Dilation step size. Defaults to 1 (standard sliding window).

Note

The product of dilation and kernel_size must be smaller than or equal to seqlen.

 1
is_causal Tuple[bool] | bool

Toggle causal masking. Defaults to False (bi-directional).

 False
scale float

Attention scale. Defaults to head_dim ** -0.5.

 None
additional_keys Optional[Tensor]

None or 4-D key tensor, with the heads last layout ([batch, seqlen_kv, heads, head_dim]), corresponding to key tokens from some additional context. Used when performing neighborhood cross-attention, where query tokens attend to their neighborhood, as well as some fixed additional set of tokens.

 None
additional_values Optional[Tensor]

None or 4-D value tensor, with the heads last layout ([batch, seqlen_kv, heads, head_dim]), corresponding to value tokens from some additional context. Used when performing neighborhood cross-attention, where query tokens attend to their neighborhood, as well as some fixed additional set of tokens.

Note

additional_keys and additional_values must both either be Tensors, or both Nones, and must match in shape.

 None

Other Parameters:

Name Type Description
backend str

Backend implementation to run with. Choices are: None (pick the best available one), "cutlass-fna", "hopper-fna", "blackwell-fna", "flex-fna". Refer to backends for more information.
q_tile_shape Tuple[int]

1-D Tile shape for the query token layout in the forward pass kernel. You can use profiler to find valid choices for your use case, and search for the best combination.
kv_tile_shape Tuple[int]

1-D Tile shape for the key-value token layout in the forward pass kernel. You can use profiler to find valid choices for your use case, and search for the best combination.
backward_q_tile_shape Tuple[int]

1-D Tile shape for the query token layout in the backward pass kernel. This is only respected by the "cutlass-fna" backend. You can use profiler to find valid choices for your use case, and search for the best combination.
backward_kv_tile_shape Tuple[int]

1-D Tile shape for the key/value token layout in the backward pass kernel. This is only respected by the "cutlass-fna" backend. You can use profiler to find valid choices for your use case, and search for the best combination.
backward_kv_splits Tuple[int]

Number of key/value tiles allowed to work in parallel in the backward pass kernel. Like tile shapes, this is a tuple and not an integer for neighborhood attention operations, and the size of the tuple corresponds to the number of dimensions / rank of the layout of tokens. This is only respected by the "cutlass-fna" backend, and only when KV parallelism is enabled.
backward_use_pt_reduction bool

Whether to use PyTorch eager for computing the dO * O product required by the backward pass, over the CUTLASS kernel. This only applies to the "cutlass-fna" backend.
run_persistent_kernel bool

Whether to use persistent tile scheduling in the forward pass kernel. This only applies to the "blackwell-fna" backend.
kernel_schedule Optional[str]

Kernel type (Hopper architecture only). Choices are None: pick the default, "non" (non-persistent), "coop" (warp-specialized cooperative), or "pp" (warp-specialized ping-ponging). Refer to Hopper FMHA/FNA backend for more information.
torch_compile bool

Applies only to the "flex-fna" backend. Whether or not to JIT compile the attention kernel. Due to this being an experimental feature in PyTorch, we do not recommend it, and it is guarded by context flags. Read more in Flex Attention + torch.compile.
attention_kwargs Optional[Dict]

arguments to the attention operator, if used to implement neighborhood cross-attention, or self attention as a fast path for neighborhood attention.

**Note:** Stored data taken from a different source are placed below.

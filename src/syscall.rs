//! Syscall-facing argument marshalling: translates `open`/`read`/`write`/
//! `close`/`link`/`unlink`/`mkdir`/`mknod`/`chdir`/`pipe`-shaped calls
//! into the `(cwd, fd table)` + VFS operations below them.

use std::sync::Arc;

use crate::dentry::DentryCache;
use crate::error::{VfsError, VfsResult};
use crate::fcntl::OpenFlags;
use crate::file::{DeviceSwitch, File, Ftable};
use crate::inode::{Inode, InodeType, Itable};
use crate::path::Path;
use crate::pipe::Pipe;
use crate::process::ProcessContext;
use crate::stat::Stat;

/// The set of system-wide tables a `Vfs` instance bundles together; every
/// syscall below takes one of these plus the calling process's context.
pub struct Vfs {
    pub itable: Arc<Itable>,
    pub dentries: DentryCache,
    pub ftable: Ftable,
    pub devsw: Arc<DeviceSwitch>,
}

impl Vfs {
    pub fn new(itable: Itable, devsw: Arc<DeviceSwitch>) -> Self {
        Self {
            itable: Arc::new(itable),
            dentries: DentryCache::new(),
            ftable: Ftable::new(),
            devsw,
        }
    }

    fn namei(&self, proc: &dyn ProcessContext, path: &Path) -> VfsResult<Arc<Inode>> {
        crate::namex::namei(&self.itable, &self.dentries, proc.cwd(), path)
    }

    fn nameiparent<'p>(&self, proc: &dyn ProcessContext, path: &'p Path) -> VfsResult<(Arc<Inode>, &'p crate::path::FileName)> {
        crate::namex::nameiparent(&self.itable, &self.dentries, proc.cwd(), path)
    }

    /// Creates a new inode named by the final element of `path` (a file,
    /// directory, or device node), linking it into its parent directory
    /// and, for directories, wiring up `.`/`..`.
    pub fn create(
        &self,
        proc: &dyn ProcessContext,
        sb: &Arc<crate::vfs::SuperBlock>,
        path: &Path,
        typ: InodeType,
        major: u16,
        minor: u16,
    ) -> VfsResult<Arc<Inode>> {
        let (dp, name) = self.nameiparent(proc, path)?;

        let already_exists = {
            let guard = dp.lock()?;
            let r = sb.ops.dirlookup(dp.dev, guard.inner(), name);
            drop(guard);
            r.is_ok()
        };
        if already_exists {
            self.itable.put(dp)?;
            return Err(VfsError::Exists);
        }

        let tx = sb.begin_transaction();
        let ip = self.itable.alloc(typ, &tx)?;
        let mut guard = ip.lock()?;
        guard.inner_mut().nlink = 1;
        guard.inner_mut().major = major;
        guard.inner_mut().minor = minor;
        guard.update(&tx)?;

        if typ == InodeType::Dir {
            let mut dp_guard = dp.lock()?;
            let self_name = crate::path::FileName::from_bytes(b".");
            let parent_name = crate::path::FileName::from_bytes(b"..");
            if let Err(e) = sb
                .ops
                .dirlink(ip.dev, guard.inner_mut(), self_name, ip.inum, &tx)
                .and_then(|_| sb.ops.dirlink(ip.dev, guard.inner_mut(), parent_name, dp.inum, &tx))
            {
                guard.inner_mut().nlink = 0;
                drop(dp_guard);
                drop(guard);
                self.itable.put(ip)?;
                self.itable.put(dp)?;
                return Err(e);
            }
            dp_guard.inner_mut().nlink += 1;
            if let Err(e) = dp_guard.update(&tx) {
                guard.inner_mut().nlink = 0;
                drop(dp_guard);
                drop(guard);
                self.itable.put(ip)?;
                self.itable.put(dp)?;
                return Err(e);
            }
            drop(dp_guard);
        }

        let mut dp_guard = dp.lock()?;
        if let Err(e) = sb.ops.dirlink(dp.dev, dp_guard.inner_mut(), name, ip.inum, &tx) {
            if typ == InodeType::Dir {
                guard.inner_mut().nlink = 0;
            }
            drop(dp_guard);
            drop(guard);
            self.itable.put(ip)?;
            self.itable.put(dp)?;
            return Err(e);
        }
        self.dentries.invalidate(&self.itable, dp.dev, dp.inum, name.as_bytes());
        drop(dp_guard);
        drop(guard);
        self.itable.put(dp)?;
        Ok(ip)
    }

    /// Resolves or creates `path`'s inode and builds an open [`File`] for
    /// it.
    pub fn open(
        &self,
        proc: &dyn ProcessContext,
        sb: &Arc<crate::vfs::SuperBlock>,
        path: &Path,
        flags: OpenFlags,
    ) -> VfsResult<Arc<File>> {
        let ip = if flags.contains(OpenFlags::O_CREATE) {
            self.create(proc, sb, path, InodeType::File, 0, 0)?
        } else {
            self.namei(proc, path)?
        };

        let lock_target = ip.clone();
        let guard = lock_target.lock()?;
        if guard.inner().typ == InodeType::Dir && flags != OpenFlags::O_RDONLY {
            self.itable.unlock_put(guard, ip)?;
            return Err(VfsError::IsADirectory);
        }

        if flags.contains(OpenFlags::O_TRUNC) && guard.inner().typ == InodeType::File {
            let mut guard = guard;
            let tx = sb.begin_transaction();
            guard.truncate(&tx)?;
            guard.update(&tx)?;
            drop(guard);
        } else {
            drop(guard);
        }

        let guard = ip.lock()?;
        let held = self.itable.dup(&ip);
        let file = if guard.inner().typ == InodeType::Device {
            let major = guard.inner().major;
            drop(guard);
            File::new_device(held, major, self.devsw.clone(), self.itable.clone(), sb.clone(), flags.readable(), flags.writable())
        } else {
            drop(guard);
            File::new_inode(held, sb.clone(), self.itable.clone(), flags.readable(), flags.writable())
        };
        self.itable.put(ip)?;
        self.ftable.alloc(file)
    }

    pub fn read(&self, proc: &dyn ProcessContext, fd: i32, buf: &mut [u8]) -> VfsResult<usize> {
        proc.fd(fd)?.read(buf)
    }

    pub fn write(&self, proc: &dyn ProcessContext, fd: i32, buf: &[u8]) -> VfsResult<usize> {
        proc.fd(fd)?.write(buf)
    }

    pub fn close(&self, proc: &mut dyn ProcessContext, fd: i32) -> VfsResult<()> {
        proc.fd_take(fd)?;
        Ok(())
    }

    pub fn dup(&self, proc: &mut dyn ProcessContext, fd: i32) -> VfsResult<i32> {
        let file = proc.fd(fd)?;
        proc.fdalloc(Ftable::dup(&file))
    }

    pub fn fstat(&self, proc: &dyn ProcessContext, fd: i32) -> VfsResult<Stat> {
        proc.fd(fd)?.stat()
    }

    pub fn link(
        &self,
        proc: &dyn ProcessContext,
        sb: &Arc<crate::vfs::SuperBlock>,
        old: &Path,
        new: &Path,
    ) -> VfsResult<()> {
        let ip = self.namei(proc, old)?;
        let lock_target = ip.clone();
        let mut guard = lock_target.lock()?;
        if guard.inner().typ == InodeType::Dir {
            self.itable.unlock_put(guard, ip)?;
            return Err(VfsError::IsADirectory);
        }
        guard.inner_mut().nlink += 1;
        let tx = sb.begin_transaction();
        guard.update(&tx)?;
        drop(guard);

        let (dp, name) = match self.nameiparent(proc, new) {
            Ok(v) => v,
            Err(e) => {
                let mut guard = ip.lock()?;
                guard.inner_mut().nlink -= 1;
                guard.update(&tx)?;
                drop(guard);
                self.itable.put(ip)?;
                return Err(e);
            }
        };

        let mut dp_guard = dp.lock()?;
        let result = sb.ops.dirlink(dp.dev, dp_guard.inner_mut(), name, ip.inum, &tx);
        drop(dp_guard);
        self.itable.put(dp.clone())?;

        if let Err(e) = result {
            let mut guard = ip.lock()?;
            guard.inner_mut().nlink -= 1;
            guard.update(&tx)?;
            drop(guard);
            self.itable.put(ip)?;
            return Err(e);
        }
        self.dentries.invalidate(&self.itable, dp.dev, dp.inum, name.as_bytes());
        self.itable.put(ip)?;
        Ok(())
    }

    pub fn unlink(&self, proc: &dyn ProcessContext, sb: &Arc<crate::vfs::SuperBlock>, path: &Path) -> VfsResult<()> {
        let (dp, name) = self.nameiparent(proc, path)?;

        if name.as_bytes() == b"." || name.as_bytes() == b".." {
            log::debug!("unlink: refusing to remove . or ..");
            self.itable.put(dp)?;
            return Err(VfsError::InvalidArgument);
        }

        let dp_lock_target = dp.clone();
        let dp_guard = dp_lock_target.lock()?;
        let (inum, _off) = match sb.ops.dirlookup(dp.dev, dp_guard.inner(), name) {
            Ok(v) => v,
            Err(e) => {
                self.itable.unlock_put(dp_guard, dp)?;
                return Err(e);
            }
        };
        drop(dp_guard);

        let ip = self.itable.get(dp.dev, inum)?;
        let mut guard = ip.lock()?;
        if guard.inner().typ == InodeType::Dir && !sb.ops.isdirempty(ip.dev, guard.inner()) {
            log::debug!("unlink: dev {} inum {} is a non-empty directory", ip.dev, ip.inum);
            drop(guard);
            self.itable.put(ip)?;
            self.itable.put(dp)?;
            return Err(VfsError::NotEmpty);
        }

        let tx = sb.begin_transaction();
        let mut dp_guard = dp.lock()?;
        sb.ops.dirunlink(dp.dev, dp_guard.inner_mut(), name, &tx)?;
        self.dentries.invalidate(&self.itable, dp.dev, dp.inum, name.as_bytes());
        if guard.inner().typ == InodeType::Dir {
            dp_guard.inner_mut().nlink -= 1;
            dp_guard.update(&tx)?;
        }
        drop(dp_guard);

        guard.inner_mut().nlink -= 1;
        guard.update(&tx)?;
        drop(guard);

        self.itable.put(ip)?;
        self.itable.put(dp)?;
        Ok(())
    }

    pub fn mkdir(&self, proc: &dyn ProcessContext, sb: &Arc<crate::vfs::SuperBlock>, path: &Path) -> VfsResult<()> {
        let ip = self.create(proc, sb, path, InodeType::Dir, 0, 0)?;
        self.itable.put(ip)
    }

    pub fn mknod(
        &self,
        proc: &dyn ProcessContext,
        sb: &Arc<crate::vfs::SuperBlock>,
        path: &Path,
        major: u16,
        minor: u16,
    ) -> VfsResult<()> {
        let ip = self.create(proc, sb, path, InodeType::Device, major, minor)?;
        self.itable.put(ip)
    }

    pub fn chdir(&self, proc: &mut dyn ProcessContext, path: &Path) -> VfsResult<()> {
        let ip = self.namei(proc, path)?;
        let lock_target = ip.clone();
        let guard = lock_target.lock()?;
        if guard.inner().typ != InodeType::Dir {
            self.itable.unlock_put(guard, ip)?;
            return Err(VfsError::NotADirectory);
        }
        drop(guard);
        let old = proc.cwd();
        proc.set_cwd(ip);
        self.itable.put(old)
    }

    /// Creates a pipe and installs its two ends as fresh descriptors.
    pub fn pipe(&self, proc: &mut dyn ProcessContext) -> VfsResult<(i32, i32)> {
        let pipe = Arc::new(Pipe::new());
        let read_file = self.ftable.alloc(File::new_pipe(pipe.clone(), false))?;
        let write_file = self.ftable.alloc(File::new_pipe(pipe, true))?;
        let rfd = proc.fdalloc(read_file)?;
        let wfd = match proc.fdalloc(write_file) {
            Ok(fd) => fd,
            Err(e) => {
                proc.fd_take(rfd)?;
                return Err(e);
            }
        };
        Ok((rfd, wfd))
    }
}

If additional_{keys,values} are specified, NATTEN usually performs a separate cross-attention using our attention operator, and merges the results.

If for a given use case, the neighborhood attention problem is equivalent to self attention (not causal, kernel_size == seqlen), NATTEN will also attempt to directly use attention.

You can override arguments to attention by passing a dictionary here.

Example

out = na1d(
    q, k, v, kernel_size=kernel_size,
    ...,
    attention_kwargs={
        "backend": "blackwell-fmha",
        "run_persistent_kernel": True,
    }
)
try_fuse_additional_kv bool

Some backends may support fusing cross-attention (additional KV) into the FNA kernel, instead of having to do a separate attention and then merge. This can only be supported in backends using Token Permutation for now, which means when there is dilation, there could be additional memory operations and memory usage if this fusion occurs. For now, only the "blackwell-fna" backend supports this. We recommend using the profiler to see if this option is suitable for your use case before trying it.

Returns:

Name Type Description
output Tensor

4-D output tensor, with the heads last layout ([batch, seqlen, heads, head_dim]).

natten.na2d 

na2d(
    query,
    key,
    value,
    kernel_size,
    stride=1,
    dilation=1,
    is_causal=False,
    scale=None,
    additional_keys=None,
    additional_values=None,
    attention_kwargs=None,
    backend=None,
    q_tile_shape=None,
    kv_tile_shape=None,
    backward_q_tile_shape=None,
    backward_kv_tile_shape=None,
    backward_kv_splits=None,
    backward_use_pt_reduction=False,
    run_persistent_kernel=True,
    kernel_schedule=None,
    torch_compile=False,
    try_fuse_additional_kv=False,
)

Computes 2-D neighborhood attention.

Parameters:

Name Type Description Default
query Tensor

2-D query tensor, with the heads last layout: [batch, X, Y, heads, head_dim], where token layout shape (feature map shape) is (X, Y).

 required
key Tensor

2-D key tensor, with the heads last layout: [batch, X, Y, heads, head_dim], where token layout shape (feature map shape) is (X, Y).

 required
value Tensor

2-D value tensor, with the heads last layout: [batch, X, Y, heads, head_dim], where token layout shape (feature map shape) is (X, Y).

 required
kernel_size Tuple[int, int] | int

Neighborhood window (kernel) size/shape. If an integer, it will be repeated for all 2 dimensions. For example kernel_size=3 is reinterpreted as kernel_size=(3, 3).

Note

kernel_size must be smaller than or equal to token layout shape ((X, Y)) along every dimension.

 required
stride Tuple[int, int] | int

Sliding window step size/shape. Defaults to 1 (standard sliding window). If an integer, it will be repeated for all 2 dimensions. For example stride=2 is reinterpreted as stride=(2, 2).

Note

stride must be smaller than or equal to kernel_size along every dimension. When stride == kernel_size, there will be no overlap between sliding windows, which is equivalent to blocked attention (a.k.a. window self attention).

 1
dilation Tuple[int, int] | int

Dilation step size/shape. Defaults to 1 (standard sliding window). If an integer, it will be repeated for all 2 dimensions. For example dilation=4 is reinterpreted as dilation=(4, 4).

Note

The product of dilation and kernel_size must be smaller than or equal to token layout shape ((X, Y)) along every dimension.

 1
is_causal Tuple[bool, bool] | bool

Toggle causal masking. Defaults to False (bi-directional). If a boolean, it will be repeated for all 2 dimensions. For example is_causal=True is reinterpreted as is_causal=(True, True).

 False
scale float

Attention scale. Defaults to head_dim ** -0.5.

 None
additional_keys Optional[Tensor]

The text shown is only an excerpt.